(Extracted data entries)
Content starts
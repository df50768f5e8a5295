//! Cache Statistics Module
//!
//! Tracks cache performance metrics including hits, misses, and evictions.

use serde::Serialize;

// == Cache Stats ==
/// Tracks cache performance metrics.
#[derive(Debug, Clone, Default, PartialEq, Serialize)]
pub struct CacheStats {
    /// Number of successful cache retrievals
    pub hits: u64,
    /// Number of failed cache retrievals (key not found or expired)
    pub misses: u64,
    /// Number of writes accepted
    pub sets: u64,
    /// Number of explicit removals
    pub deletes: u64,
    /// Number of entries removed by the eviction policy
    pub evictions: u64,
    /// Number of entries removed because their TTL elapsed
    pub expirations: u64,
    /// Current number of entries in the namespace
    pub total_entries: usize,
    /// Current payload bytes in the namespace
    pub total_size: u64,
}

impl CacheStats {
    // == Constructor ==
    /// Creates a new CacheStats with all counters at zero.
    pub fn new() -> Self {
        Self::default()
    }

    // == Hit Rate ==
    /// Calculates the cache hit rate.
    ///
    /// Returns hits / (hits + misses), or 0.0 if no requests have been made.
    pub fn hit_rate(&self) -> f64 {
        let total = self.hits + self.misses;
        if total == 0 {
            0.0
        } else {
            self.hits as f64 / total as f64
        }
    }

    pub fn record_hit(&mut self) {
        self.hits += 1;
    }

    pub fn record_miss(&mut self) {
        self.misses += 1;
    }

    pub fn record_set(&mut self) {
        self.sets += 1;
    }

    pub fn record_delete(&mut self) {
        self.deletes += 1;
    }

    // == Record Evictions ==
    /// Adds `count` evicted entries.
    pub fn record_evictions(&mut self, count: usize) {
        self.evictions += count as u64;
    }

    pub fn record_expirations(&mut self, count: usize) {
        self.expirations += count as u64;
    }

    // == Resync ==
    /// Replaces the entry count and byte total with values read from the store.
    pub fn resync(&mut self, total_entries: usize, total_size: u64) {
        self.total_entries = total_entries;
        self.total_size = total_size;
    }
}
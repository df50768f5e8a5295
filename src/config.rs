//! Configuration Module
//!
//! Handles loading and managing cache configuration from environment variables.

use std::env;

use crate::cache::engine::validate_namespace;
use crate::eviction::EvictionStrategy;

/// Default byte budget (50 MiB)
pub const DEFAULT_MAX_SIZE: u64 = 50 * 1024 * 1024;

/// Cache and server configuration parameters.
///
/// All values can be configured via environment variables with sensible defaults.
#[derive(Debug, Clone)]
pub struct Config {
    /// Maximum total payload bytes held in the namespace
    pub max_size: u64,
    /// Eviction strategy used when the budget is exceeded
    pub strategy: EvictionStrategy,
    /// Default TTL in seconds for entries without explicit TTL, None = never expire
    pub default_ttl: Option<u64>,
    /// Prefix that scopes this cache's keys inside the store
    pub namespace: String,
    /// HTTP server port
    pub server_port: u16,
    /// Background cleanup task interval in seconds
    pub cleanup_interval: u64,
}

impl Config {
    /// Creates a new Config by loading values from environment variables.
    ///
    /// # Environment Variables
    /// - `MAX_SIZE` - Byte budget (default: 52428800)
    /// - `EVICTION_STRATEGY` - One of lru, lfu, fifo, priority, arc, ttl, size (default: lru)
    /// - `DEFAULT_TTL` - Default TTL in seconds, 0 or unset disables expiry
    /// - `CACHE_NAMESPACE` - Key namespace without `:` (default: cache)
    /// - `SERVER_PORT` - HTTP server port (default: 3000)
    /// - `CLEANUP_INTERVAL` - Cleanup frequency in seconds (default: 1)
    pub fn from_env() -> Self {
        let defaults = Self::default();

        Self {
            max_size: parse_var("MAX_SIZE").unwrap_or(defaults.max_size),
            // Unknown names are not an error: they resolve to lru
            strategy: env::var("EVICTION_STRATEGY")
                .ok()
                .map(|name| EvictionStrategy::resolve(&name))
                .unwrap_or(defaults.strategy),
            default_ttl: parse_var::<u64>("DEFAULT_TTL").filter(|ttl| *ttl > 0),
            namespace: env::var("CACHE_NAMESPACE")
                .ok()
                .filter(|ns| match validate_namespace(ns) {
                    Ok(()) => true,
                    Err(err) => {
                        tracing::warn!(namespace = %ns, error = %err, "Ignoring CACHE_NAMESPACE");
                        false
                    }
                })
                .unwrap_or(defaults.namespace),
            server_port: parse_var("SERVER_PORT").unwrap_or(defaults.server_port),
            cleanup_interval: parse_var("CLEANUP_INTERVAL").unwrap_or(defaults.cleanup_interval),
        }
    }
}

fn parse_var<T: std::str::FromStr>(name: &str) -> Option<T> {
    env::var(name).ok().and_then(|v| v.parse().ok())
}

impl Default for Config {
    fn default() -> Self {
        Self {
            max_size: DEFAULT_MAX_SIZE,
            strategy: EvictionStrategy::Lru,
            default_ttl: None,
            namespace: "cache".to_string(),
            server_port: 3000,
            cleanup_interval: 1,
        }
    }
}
Content ends
§ **Exercise**:
Each record must be returned exactly as it is written.

§ **Exercise answer**:
repository df50768f5e8a5295
//! Cache Statistics Module
//!
//! Tracks cache performance metrics including hits, misses, and evictions.

use serde::Serialize;

// == Cache Stats ==
/// Tracks cache performance metrics.
#[derive(Debug, Clone, Default, PartialEq, Serialize)]
pub struct CacheStats {
    /// Number of successful cache retrievals
    pub hits: u64,
    /// Number of failed cache retrievals (key not found or expired)
    pub misses: u64,
    /// Number of writes accepted
    pub sets: u64,
    /// Number of explicit removals
    pub deletes: u64,
    /// Number of entries removed by the eviction policy
    pub evictions: u64,
    /// Number of entries removed because their TTL elapsed
    pub expirations: u64,
    /// Current number of entries in the namespace
    pub total_entries: usize,
    /// Current payload bytes in the namespace
    pub total_size: u64,
}

impl CacheStats {
    // == Constructor ==
    /// Creates a new CacheStats with all counters at zero.
    pub fn new() -> Self {
        Self::default()
    }

    // == Hit Rate ==
    /// Calculates the cache hit rate.
    ///
    /// Returns hits / (hits + misses), or 0.0 if no requests have been made.
    pub fn hit_rate(&self) -> f64 {
        let total = self.hits + self.misses;
        if total == 0 {
            0.0
        } else {
            self.hits as f64 / total as f64
        }
    }

    pub fn record_hit(&mut self) {
        self.hits += 1;
    }

    pub fn record_miss(&mut self) {
        self.misses += 1;
    }

    pub fn record_set(&mut self) {
        self.sets += 1;
    }

    pub fn record_delete(&mut self) {
        self.deletes += 1;
    }

    // == Record Evictions ==
    /// Adds `count` evicted entries.
    pub fn record_evictions(&mut self, count: usize) {
        self.evictions += count as u64;
    }

    pub fn record_expirations(&mut self, count: usize) {
        self.expirations += count as u64;
    }

    // == Resync ==
    /// Replaces the entry count and byte total with values read from the store.
    pub fn resync(&mut self, total_entries: usize, total_size: u64) {
        self.total_entries = total_entries;
        self.total_size = total_size;
    }
}
repository df50768f5e8a5295
filename src/config.rs
//! Configuration Module
//!
//! Handles loading and managing cache configuration from environment variables.

use std::env;

use crate::cache::engine::validate_namespace;
use crate::eviction::EvictionStrategy;

/// Default byte budget (50 MiB)
pub const DEFAULT_MAX_SIZE: u64 = 50 * 1024 * 1024;

/// Cache and server configuration parameters.
///
/// All values can be configured via environment variables with sensible defaults.
#[derive(Debug, Clone)]
pub struct Config {
    /// Maximum total payload bytes held in the namespace
    pub max_size: u64,
    /// Eviction strategy used when the budget is exceeded
    pub strategy: EvictionStrategy,
    /// Default TTL in seconds for entries without explicit TTL, None = never expire
    pub default_ttl: Option<u64>,
    /// Prefix that scopes this cache's keys inside the store
    pub namespace: String,
    /// HTTP server port
    pub server_port: u16,
    /// Background cleanup task interval in seconds
    pub cleanup_interval: u64,
}

impl Config {
    /// Creates a new Config by loading values from environment variables.
    ///
    /// # Environment Variables
    /// - `MAX_SIZE` - Byte budget (default: 52428800)
    /// - `EVICTION_STRATEGY` - One of lru, lfu, fifo, priority, arc, ttl, size (default: lru)
    /// - `DEFAULT_TTL` - Default TTL in seconds, 0 or unset disables expiry
    /// - `CACHE_NAMESPACE` - Key namespace without `:` (default: cache)
    /// - `SERVER_PORT` - HTTP server port (default: 3000)
    /// - `CLEANUP_INTERVAL` - Cleanup frequency in seconds (default: 1)
    pub fn from_env() -> Self {
        let defaults = Self::default();

        Self {
            max_size: parse_var("MAX_SIZE").unwrap_or(defaults.max_size),
            // Unknown names are not an error: they resolve to lru
            strategy: env::var("EVICTION_STRATEGY")
                .ok()
                .map(|name| EvictionStrategy::resolve(&name))
                .unwrap_or(defaults.strategy),
            default_ttl: parse_var::<u64>("DEFAULT_TTL").filter(|ttl| *ttl > 0),
            namespace: env::var("CACHE_NAMESPACE")
                .ok()
                .filter(|ns| match validate_namespace(ns) {
                    Ok(()) => true,
                    Err(err) => {
                        tracing::warn!(namespace = %ns, error = %err, "Ignoring CACHE_NAMESPACE");
                        false
                    }
                })
                .unwrap_or(defaults.namespace),
            server_port: parse_var("SERVER_PORT").unwrap_or(defaults.server_port),
            cleanup_interval: parse_var("CLEANUP_INTERVAL").unwrap_or(defaults.cleanup_interval),
        }
    }
}

fn parse_var<T: std::str::FromStr>(name: &str) -> Option<T> {
    env::var(name).ok().and_then(|v| v.parse().ok())
}

impl Default for Config {
    fn default() -> Self {
        Self {
            max_size: DEFAULT_MAX_SIZE,
            strategy: EvictionStrategy::Lru,
            default_ttl: None,
            namespace: "cache".to_string(),
            server_port: 3000,
            cleanup_interval: 1,
        }
    }
}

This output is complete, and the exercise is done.